The data are rock solid, according to Pate. It's not just obesity, but chronic health problems that can take years to show up, from heart disease to type 2 diabetes to cancer. "Low levels of physical activity are a huge cause of morbidity and mortality in the developed countries of the world," he says.
Since joining the University of South Carolina faculty in 1974, Pate has modified his career trajectory over the years to try to help nip the problem in the bud. Children have seen some of the most dramatic decreases in physical activity over the years, and they're the focus of his research.
As chair of the National Physical Activity Plan Alliance, he presented the nation's first "report card" on physical activity for kids to the Congressional Fitness Caucus in Washington, D.C., on April 29. The scores were not good: In 10 categories, there were two C's, two D's, an F and four incompletes. The high-water mark was a B-minus.
"The extent to which kids get to school by active transport, either by walking or riding a bike, was a particularly depressing metric," he says. "That was the one that was rated F. When you talk about societal change, that's one in my lifetime where the social norm at one time was, kids walked or rode their bikes to school.
"That is a huge loss of physical activity for kids.
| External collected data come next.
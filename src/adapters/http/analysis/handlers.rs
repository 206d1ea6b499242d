//! HTTP handlers for analysis endpoints.

use std::sync::Arc;

use async_trait::async_trait;
use axum::{
    extract::{multipart::Multipart, rejection::JsonRejection, FromRequestParts, State},
    http::{header, request::Parts, StatusCode},
    response::{IntoResponse, Response},
    Json,
};

use crate::application::{
    AnalyzeCommand, AnalyzeError, AnalyzeTextHandler, ClearTranscriptCommand,
    ClearTranscriptHandler, GetTranscriptHandler, GetTranscriptQuery,
};
use crate::domain::extraction::ResponseExtractor;
use crate::domain::foundation::SessionKey;
use crate::domain::input::{AnalysisInput, InputError};
use crate::ports::{FlowError, FlowRunner, TranscriptError, TranscriptStore};

use super::dto::{
    AnalysisResponse, AnalyzeTextRequest, ErrorResponse, HealthResponse, TranscriptResponse,
};

/// Header carrying the caller's session key.
pub const SESSION_HEADER: &str = "x-session-id";

/// Multipart field holding the uploaded file.
pub const UPLOAD_FIELD: &str = "file";

// ════════════════════════════════════════════════════════════════════════════
// Handler state
// ════════════════════════════════════════════════════════════════════════════

#[derive(Clone)]
pub struct AnalysisAppState {
    analyze_handler: Arc<AnalyzeTextHandler>,
    get_transcript_handler: Arc<GetTranscriptHandler>,
    clear_transcript_handler: Arc<ClearTranscriptHandler>,
    runner_name: String,
}

impl AnalysisAppState {
    /// Wires the handlers over the given ports.
    pub fn new(
        runner: Arc<dyn FlowRunner>,
        transcript: Arc<dyn TranscriptStore>,
        extractor: ResponseExtractor,
        record_transcript: bool,
    ) -> Self {
        let runner_name = runner.runner_info().name;
        let analyze_handler = AnalyzeTextHandler::new(runner, Arc::clone(&transcript), extractor)
            .with_transcript_recording(record_transcript);

        Self {
            analyze_handler: Arc::new(analyze_handler),
            get_transcript_handler: Arc::new(GetTranscriptHandler::new(Arc::clone(&transcript))),
            clear_transcript_handler: Arc::new(ClearTranscriptHandler::new(transcript)),
            runner_name,
        }
    }
}

// ════════════════════════════════════════════════════════════════════════════
// Session extractor
// ════════════════════════════════════════════════════════════════════════════

/// Session key from the `x-session-id` header.
///
/// A missing header selects the default session. A header that is present
/// but malformed is rejected with 400.
#[derive(Debug, Clone)]
pub struct SessionHeader(pub SessionKey);

#[async_trait]
impl<S> FromRequestParts<S> for SessionHeader
where
    S: Send + Sync,
{
    type Rejection = Response;

    async fn from_request_parts(parts: &mut Parts, _state: &S) -> Result<Self, Self::Rejection> {
        let Some(value) = parts.headers.get(SESSION_HEADER) else {
            return Ok(SessionHeader(SessionKey::default()));
        };

        value
            .to_str()
            .ok()
            .and_then(|v| SessionKey::new(v.trim()).ok())
            .map(SessionHeader)
            .ok_or_else(|| {
                (
                    StatusCode::BAD_REQUEST,
                    Json(ErrorResponse::bad_request(format!(
                        "Invalid {} header",
                        SESSION_HEADER
                    ))),
                )
                    .into_response()
            })
    }
}

// ════════════════════════════════════════════════════════════════════════════
// HTTP handlers
// ════════════════════════════════════════════════════════════════════════════

/// POST /api/analyze - Analyze typed text
pub async fn analyze_text(
    State(state): State<AnalysisAppState>,
    SessionHeader(session): SessionHeader,
    payload: Result<Json<AnalyzeTextRequest>, JsonRejection>,
) -> Response {
    let Json(req) = match payload {
        Ok(payload) => payload,
        Err(rejection) => {
            return (
                StatusCode::BAD_REQUEST,
                Json(ErrorResponse::bad_request(rejection.body_text())),
            )
                .into_response()
        }
    };

    match AnalysisInput::from_text(&req.text) {
        Ok(input) => run_analysis(&state, session, input).await,
        Err(e) => handle_input_error(e),
    }
}

/// POST /api/analyze/upload - Analyze an uploaded text file
pub async fn analyze_upload(
    State(state): State<AnalysisAppState>,
    SessionHeader(session): SessionHeader,
    mut multipart: Multipart,
) -> Response {
    loop {
        let field = match multipart.next_field().await {
            Ok(Some(field)) => field,
            Ok(None) => return handle_input_error(InputError::Empty),
            Err(e) => {
                tracing::debug!("Rejected multipart upload: {}", e);
                return (
                    StatusCode::BAD_REQUEST,
                    Json(ErrorResponse::bad_request(e.body_text())),
                )
                    .into_response();
            }
        };

        if field.name() != Some(UPLOAD_FIELD) {
            continue;
        }

        let file_name = field.file_name().unwrap_or_default().to_string();
        let bytes = match field.bytes().await {
            Ok(bytes) => bytes,
            Err(e) => {
                return (
                    StatusCode::BAD_REQUEST,
                    Json(ErrorResponse::bad_request(e.body_text())),
                )
                    .into_response()
            }
        };

        return match AnalysisInput::from_upload(&file_name, &bytes) {
            Ok(input) => run_analysis(&state, session, input).await,
            Err(e) => handle_input_error(e),
        };
    }
}

async fn run_analysis(
    state: &AnalysisAppState,
    session: SessionKey,
    input: AnalysisInput,
) -> Response {
    let cmd = AnalyzeCommand::new(session, input);
    match state.analyze_handler.handle(cmd).await {
        Ok(outcome) => (StatusCode::OK, Json(AnalysisResponse::from(outcome))).into_response(),
        Err(e) => handle_analyze_error(e),
    }
}

/// GET /api/transcript - List the session's transcript
pub async fn get_transcript(
    State(state): State<AnalysisAppState>,
    SessionHeader(session): SessionHeader,
) -> Response {
    let query = GetTranscriptQuery {
        session: session.clone(),
    };

    match state.get_transcript_handler.handle(query).await {
        Ok(entries) => (
            StatusCode::OK,
            Json(TranscriptResponse::new(&session, entries)),
        )
            .into_response(),
        Err(e) => handle_transcript_error(e),
    }
}

/// DELETE /api/transcript - Clear the session's transcript
pub async fn clear_transcript(
    State(state): State<AnalysisAppState>,
    SessionHeader(session): SessionHeader,
) -> Response {
    match state
        .clear_transcript_handler
        .handle(ClearTranscriptCommand { session })
        .await
    {
        Ok(_) => StatusCode::NO_CONTENT.into_response(),
        Err(e) => handle_transcript_error(e),
    }
}

/// GET /health - Liveness check
pub async fn health(State(state): State<AnalysisAppState>) -> Response {
    let response = HealthResponse {
        status: "ok".to_string(),
        runner: state.runner_name.clone(),
    };
    (StatusCode::OK, Json(response)).into_response()
}

// ════════════════════════════════════════════════════════════════════════════
// Error handling
// ════════════════════════════════════════════════════════════════════════════

fn handle_input_error(error: InputError) -> Response {
    (
        StatusCode::BAD_REQUEST,
        Json(ErrorResponse::bad_request(error.to_string())),
    )
        .into_response()
}

fn handle_analyze_error(error: AnalyzeError) -> Response {
    let AnalyzeError::Upstream(error) = error;
    match error {
        FlowError::AuthenticationFailed => (
            StatusCode::BAD_GATEWAY,
            Json(ErrorResponse::upstream_auth(
                "The analysis service rejected the configured credentials",
            )),
        )
            .into_response(),
        FlowError::RateLimited { retry_after_secs } => (
            StatusCode::TOO_MANY_REQUESTS,
            [(header::RETRY_AFTER, retry_after_secs.to_string())],
            Json(ErrorResponse::rate_limited(retry_after_secs)),
        )
            .into_response(),
        FlowError::Timeout { .. } => (
            StatusCode::GATEWAY_TIMEOUT,
            Json(ErrorResponse::upstream_timeout(error.to_string())),
        )
            .into_response(),
        other => (
            StatusCode::BAD_GATEWAY,
            Json(ErrorResponse::upstream(format!(
                "Error from analysis service: {}",
                other
            ))),
        )
            .into_response(),
    }
}

fn handle_transcript_error(error: TranscriptError) -> Response {
    tracing::error!("Transcript store failed: {}", error);
    (
        StatusCode::INTERNAL_SERVER_ERROR,
        Json(ErrorResponse::internal("Transcript is unavailable")),
    )
        .into_response()
}

#[cfg(test)]
mod tests {
    use super::*;

    fn upstream(error: FlowError) -> Response {
        handle_analyze_error(AnalyzeError::Upstream(error))
    }

    #[test]
    fn input_errors_map_to_400() {
        let response = handle_input_error(InputError::Empty);
        assert_eq!(response.status(), StatusCode::BAD_REQUEST);
    }

    #[test]
    fn upstream_auth_maps_to_502() {
        assert_eq!(
            upstream(FlowError::AuthenticationFailed).status(),
            StatusCode::BAD_GATEWAY
        );
    }

    #[test]
    fn rate_limit_maps_to_429_with_retry_after() {
        let response = upstream(FlowError::RateLimited {
            retry_after_secs: 12,
        });
        assert_eq!(response.status(), StatusCode::TOO_MANY_REQUESTS);
        assert_eq!(response.headers()[header::RETRY_AFTER], "12");
    }

    #[test]
    fn timeout_maps_to_504() {
        let response = upstream(FlowError::Timeout { timeout_secs: 120 });
        assert_eq!(response.status(), StatusCode::GATEWAY_TIMEOUT);
    }

    #[test]
    fn other_upstream_errors_map_to_502() {
        for error in [
            FlowError::NotFound,
            FlowError::Parse("not json".into()),
            FlowError::Network("refused".into()),
            FlowError::Unavailable {
                message: "503".into(),
            },
        ] {
            assert_eq!(upstream(error).status(), StatusCode::BAD_GATEWAY);
        }
    }

    #[test]
    fn transcript_errors_map_to_500() {
        let response = handle_transcript_error(TranscriptError::Unavailable("down".into()));
        assert_eq!(response.status(), StatusCode::INTERNAL_SERVER_ERROR);
    }
}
It's both ways, to school and back home, and it's something that was there in the majority of American kids' lives almost every day, and now it isn't."
He and his colleagues in the field are developing ways to put physical activity back into kids' lives, and a lot of their solutions are aimed at schools and afterschool programs.
"There are a lot of strategies that have been tested, and many of them have been studied and found to be efficacious – I think we have a lot of arrows in our quiver right now," Pate says. "There's actually quite a lot of activity now incorporating classroom exercise breaks into the school day. That seems to be getting some traction, and I personally think that's one of the bright spots in the field right now."
The big challenge, though, is to get successful programs in place on the scale they're needed. It's difficult to impress on the public and policy-makers the urgency of the situation, Pate says. Health problems will be severe and costly, but for schoolchildren they're mostly many years away and all too readily ignored for now.
"Frankly, it's easier to create a sense of emergency when it's an infectious disease," Pate says. "Take the Ebola epidemic in West Africa — it scares the devil out of people. The public health system revs up and you can deal with the problem."
He thinks a solution will be found, though, one way or another.
"I'm an optimist. I think we are going to figure this out," he says. "Because we have to — we're endangered. This is not good for our health."